= DATA FOR THIS TASK =
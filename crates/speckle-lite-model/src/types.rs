// This Source Code Form is subject to the terms of the Mozilla Public
// License, v. 2.0. If a copy of the MPL was not distributed with this
// file, You can obtain one at https://mozilla.org/MPL/2.0/.

//! Core types for Speckle object representation
//!
//! Objects are kept as insertion-ordered JSON mappings: the flattener walks
//! keys in their source order, so order must survive (de)serialization.

use crate::{fields, ObjectError};
use serde::{Deserialize, Serialize};
use serde_json::{Map, Value};

/// One node of a Speckle model graph
///
/// An open-ended mapping from string keys to arbitrary JSON values. Only a
/// handful of conventional keys (`id`, `speckle_type`, `properties`) are
/// interpreted; everything else is carried through untouched.
#[derive(Clone, Debug, Default, PartialEq, Serialize, Deserialize)]
#[serde(transparent)]
pub struct SpeckleObject(Map<String, Value>);

impl SpeckleObject {
    /// Create an empty object
    pub fn new() -> Self {
        Self::default()
    }

    /// Content-derived identifier, if present and a string
    pub fn id(&self) -> Option<&str> {
        self.0.get(fields::ID).and_then(Value::as_str)
    }

    /// Type tag, or the empty string when absent or not a string
    pub fn speckle_type(&self) -> &str {
        self.0
            .get(fields::SPECKLE_TYPE)
            .and_then(Value::as_str)
            .unwrap_or("")
    }

    /// Nested `properties` payload
    pub fn properties(&self) -> Option<&Value> {
        self.0.get(fields::PROPERTIES)
    }

    /// Get a field by key
    pub fn get(&self, key: &str) -> Option<&Value> {
        self.0.get(key)
    }

    /// Check if a field is present
    pub fn contains_key(&self, key: &str) -> bool {
        self.0.contains_key(key)
    }

    /// Set a field, returning the previous value
    pub fn insert(&mut self, key: impl Into<String>, value: Value) -> Option<Value> {
        self.0.insert(key.into(), value)
    }

    /// Remove a field, returning its value
    ///
    /// Remaining fields keep their original order.
    pub fn remove(&mut self, key: &str) -> Option<Value> {
        let mut removed = None;
        self.0 = std::mem::take(&mut self.0)
            .into_iter()
            .filter_map(|(k, v)| {
                if removed.is_none() && k == key {
                    removed = Some(v);
                    None
                } else {
                    Some((k, v))
                }
            })
            .collect();
        removed
    }

    /// Shallow copy with the given top-level fields dropped
    ///
    /// Remaining fields keep their original order.
    pub fn without_fields<S: AsRef<str>>(&self, excluded: &[S]) -> SpeckleObject {
        let map = self
            .0
            .iter()
            .filter(|(key, _)| !excluded.iter().any(|f| f.as_ref() == key.as_str()))
            .map(|(key, value)| (key.clone(), value.clone()))
            .collect();
        SpeckleObject(map)
    }

    /// Number of top-level fields
    pub fn len(&self) -> usize {
        self.0.len()
    }

    /// Check if the object has no fields
    pub fn is_empty(&self) -> bool {
        self.0.is_empty()
    }

    /// Iterate over top-level field names in order
    pub fn keys(&self) -> impl Iterator<Item = &str> {
        self.0.keys().map(String::as_str)
    }

    /// Borrow the underlying mapping
    pub fn as_map(&self) -> &Map<String, Value> {
        &self.0
    }

    /// Consume into the underlying mapping
    pub fn into_map(self) -> Map<String, Value> {
        self.0
    }
}

impl From<Map<String, Value>> for SpeckleObject {
    fn from(map: Map<String, Value>) -> Self {
        SpeckleObject(map)
    }
}

impl From<SpeckleObject> for Value {
    fn from(object: SpeckleObject) -> Self {
        Value::Object(object.0)
    }
}

impl TryFrom<Value> for SpeckleObject {
    type Error = ObjectError;

    fn try_from(value: Value) -> Result<Self, Self::Error> {
        match value {
            Value::Object(map) => Ok(SpeckleObject(map)),
            other => Err(ObjectError::InvalidObject(format!(
                "expected a JSON object, got {}",
                json_kind(&other)
            ))),
        }
    }
}

fn json_kind(value: &Value) -> &'static str {
    match value {
        Value::Null => "null",
        Value::Bool(_) => "a boolean",
        Value::Number(_) => "a number",
        Value::String(_) => "a string",
        Value::Array(_) => "an array",
        Value::Object(_) => "an object",
    }
}

/// Single-level key/value map produced by flattening an object's properties
///
/// Keys are unique and ordered by first insertion. Values are scalars,
/// `null` or arrays (arrays are kept verbatim, including arrays of objects).
/// The one sanctioned exception is the `value` of a name/value parameter,
/// which is stored exactly as found.
#[derive(Clone, Debug, Default, PartialEq, Serialize, Deserialize)]
#[serde(transparent)]
pub struct FlattenedRecord(Map<String, Value>);

impl FlattenedRecord {
    /// Create an empty record
    pub fn new() -> Self {
        Self::default()
    }

    /// Get a field value
    pub fn get(&self, key: &str) -> Option<&Value> {
        self.0.get(key)
    }

    /// Check if a field is present
    pub fn contains_key(&self, key: &str) -> bool {
        self.0.contains_key(key)
    }

    /// Set a field; an existing key keeps its position and takes the new value
    pub fn insert(&mut self, key: impl Into<String>, value: Value) -> Option<Value> {
        self.0.insert(key.into(), value)
    }

    /// Set a field only if the key is not yet taken
    ///
    /// Returns `true` when the value was stored.
    pub fn insert_if_absent(&mut self, key: String, value: Value) -> bool {
        if self.0.contains_key(&key) {
            return false;
        }
        self.0.insert(key, value);
        true
    }

    /// Number of fields
    pub fn len(&self) -> usize {
        self.0.len()
    }

    /// Check if the record has no fields
    pub fn is_empty(&self) -> bool {
        self.0.is_empty()
    }

    /// Iterate over field names in order
    pub fn keys(&self) -> impl Iterator<Item = &str> {
        self.0.keys().map(String::as_str)
    }

    /// Iterate over fields in order
    pub fn iter(&self) -> impl Iterator<Item = (&str, &Value)> {
        self.0.iter().map(|(k, v)| (k.as_str(), v))
    }

    /// Borrow the underlying mapping
    pub fn as_map(&self) -> &Map<String, Value> {
        &self.0
    }

    /// Consume into the underlying mapping
    pub fn into_map(self) -> Map<String, Value> {
        self.0
    }
}

impl FromIterator<(String, Value)> for FlattenedRecord {
    fn from_iter<I: IntoIterator<Item = (String, Value)>>(iter: I) -> Self {
        FlattenedRecord(iter.into_iter().collect())
    }
}

impl IntoIterator for FlattenedRecord {
    type Item = (String, Value);
    type IntoIter = serde_json::map::IntoIter;

    fn into_iter(self) -> Self::IntoIter {
        self.0.into_iter()
    }
}

impl From<FlattenedRecord> for Value {
    fn from(record: FlattenedRecord) -> Self {
        Value::Object(record.0)
    }
}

= YOUR TASK =
Return the listing above in full, character for character.

= OUTPUT FOR THIS EXERCISE =
filename crates/speckle-lite-model/src/types.rs
// This Source Code Form is subject to the terms of the Mozilla Public
// License, v. 2.0. If a copy of the MPL was not distributed with this
// file, You can obtain one at https://mozilla.org/MPL/2.0/.

//! Core types for Speckle object representation
//!
//! Objects are kept as insertion-ordered JSON mappings: the flattener walks
//! keys in their source order, so order must survive (de)serialization.

use crate::{fields, ObjectError};
use serde::{Deserialize, Serialize};
use serde_json::{Map, Value};

/// One node of a Speckle model graph
///
/// An open-ended mapping from string keys to arbitrary JSON values. Only a
/// handful of conventional keys (`id`, `speckle_type`, `properties`) are
/// interpreted; everything else is carried through untouched.
#[derive(Clone, Debug, Default, PartialEq, Serialize, Deserialize)]
#[serde(transparent)]
pub struct SpeckleObject(Map<String, Value>);

impl SpeckleObject {
    /// Create an empty object
    pub fn new() -> Self {
        Self::default()
    }

    /// Content-derived identifier, if present and a string
    pub fn id(&self) -> Option<&str> {
        self.0.get(fields::ID).and_then(Value::as_str)
    }

    /// Type tag, or the empty string when absent or not a string
    pub fn speckle_type(&self) -> &str {
        self.0
            .get(fields::SPECKLE_TYPE)
            .and_then(Value::as_str)
            .unwrap_or("")
    }

    /// Nested `properties` payload
    pub fn properties(&self) -> Option<&Value> {
        self.0.get(fields::PROPERTIES)
    }

    /// Get a field by key
    pub fn get(&self, key: &str) -> Option<&Value> {
        self.0.get(key)
    }

    /// Check if a field is present
    pub fn contains_key(&self, key: &str) -> bool {
        self.0.contains_key(key)
    }

    /// Set a field, returning the previous value
    pub fn insert(&mut self, key: impl Into<String>, value: Value) -> Option<Value> {
        self.0.insert(key.into(), value)
    }

    /// Remove a field, returning its value
    ///
    /// Remaining fields keep their original order.
    pub fn remove(&mut self, key: &str) -> Option<Value> {
        let mut removed = None;
        self.0 = std::mem::take(&mut self.0)
            .into_iter()
            .filter_map(|(k, v)| {
                if removed.is_none() && k == key {
                    removed = Some(v);
                    None
                } else {
                    Some((k, v))
                }
            })
            .collect();
        removed
    }

    /// Shallow copy with the given top-level fields dropped
    ///
    /// Remaining fields keep their original order.
    pub fn without_fields<S: AsRef<str>>(&self, excluded: &[S]) -> SpeckleObject {
        let map = self
            .0
            .iter()
            .filter(|(key, _)| !excluded.iter().any(|f| f.as_ref() == key.as_str()))
            .map(|(key, value)| (key.clone(), value.clone()))
            .collect();
        SpeckleObject(map)
    }

    /// Number of top-level fields
    pub fn len(&self) -> usize {
        self.0.len()
    }

    /// Check if the object has no fields
    pub fn is_empty(&self) -> bool {
        self.0.is_empty()
    }

    /// Iterate over top-level field names in order
    pub fn keys(&self) -> impl Iterator<Item = &str> {
        self.0.keys().map(String::as_str)
    }

    /// Borrow the underlying mapping
    pub fn as_map(&self) -> &Map<String, Value> {
        &self.0
    }

    /// Consume into the underlying mapping
    pub fn into_map(self) -> Map<String, Value> {
        self.0
    }
}

impl From<Map<String, Value>> for SpeckleObject {
    fn from(map: Map<String, Value>) -> Self {
        SpeckleObject(map)
    }
}

impl From<SpeckleObject> for Value {
    fn from(object: SpeckleObject) -> Self {
        Value::Object(object.0)
    }
}

impl TryFrom<Value> for SpeckleObject {
    type Error = ObjectError;

    fn try_from(value: Value) -> Result<Self, Self::Error> {
        match value {
            Value::Object(map) => Ok(SpeckleObject(map)),
            other => Err(ObjectError::InvalidObject(format!(
                "expected a JSON object, got {}",
                json_kind(&other)
            ))),
        }
    }
}

fn json_kind(value: &Value) -> &'static str {
    match value {
        Value::Null => "null",
        Value::Bool(_) => "a boolean",
        Value::Number(_) => "a number",
        Value::String(_) => "a string",
        Value::Array(_) => "an array",
        Value::Object(_) => "an object",
    }
}

/// Single-level key/value map produced by flattening an object's properties
///
/// Keys are unique and ordered by first insertion. Values are scalars,
/// `null` or arrays (arrays are kept verbatim, including arrays of objects).
/// The one sanctioned exception is the `value` of a name/value parameter,
/// which is stored exactly as found.
#[derive(Clone, Debug, Default, PartialEq, Serialize, Deserialize)]
#[serde(transparent)]
pub struct FlattenedRecord(Map<String, Value>);

impl FlattenedRecord {
    /// Create an empty record
    pub fn new() -> Self {
        Self::default()
    }

    /// Get a field value
    pub fn get(&self, key: &str) -> Option<&Value> {
        self.0.get(key)
    }

    /// Check if a field is present
    pub fn contains_key(&self, key: &str) -> bool {
        self.0.contains_key(key)
    }

    /// Set a field; an existing key keeps its position and takes the new value
    pub fn insert(&mut self, key: impl Into<String>, value: Value) -> Option<Value> {
        self.0.insert(key.into(), value)
    }

    /// Set a field only if the key is not yet taken
    ///
    /// Returns `true` when the value was stored.
    pub fn insert_if_absent(&mut self, key: String, value: Value) -> bool {
        if self.0.contains_key(&key) {
            return false;
        }
        self.0.insert(key, value);
        true
    }

    /// Number of fields
    pub fn len(&self) -> usize {
        self.0.len()
    }

    /// Check if the record has no fields
    pub fn is_empty(&self) -> bool {
        self.0.is_empty()
    }

    /// Iterate over field names in order
    pub fn keys(&self) -> impl Iterator<Item = &str> {
        self.0.keys().map(String::as_str)
    }

    /// Iterate over fields in order
    pub fn iter(&self) -> impl Iterator<Item = (&str, &Value)> {
        self.0.iter().map(|(k, v)| (k.as_str(), v))
    }

    /// Borrow the underlying mapping
    pub fn as_map(&self) -> &Map<String, Value> {
        &self.0
    }

    /// Consume into the underlying mapping
    pub fn into_map(self) -> Map<String, Value> {
        self.0
    }
}

impl FromIterator<(String, Value)> for FlattenedRecord {
    fn from_iter<I: IntoIterator<Item = (String, Value)>>(iter: I) -> Self {
        FlattenedRecord(iter.into_iter().collect())
    }
}

impl IntoIterator for FlattenedRecord {
    type Item = (String, Value);
    type IntoIter = serde_json::map::IntoIter;

    fn into_iter(self) -> Self::IntoIter {
        self.0.into_iter()
    }
}

impl From<FlattenedRecord> for Value {
    fn from(record: FlattenedRecord) -> Self {
        Value::Object(record.0)
    }
}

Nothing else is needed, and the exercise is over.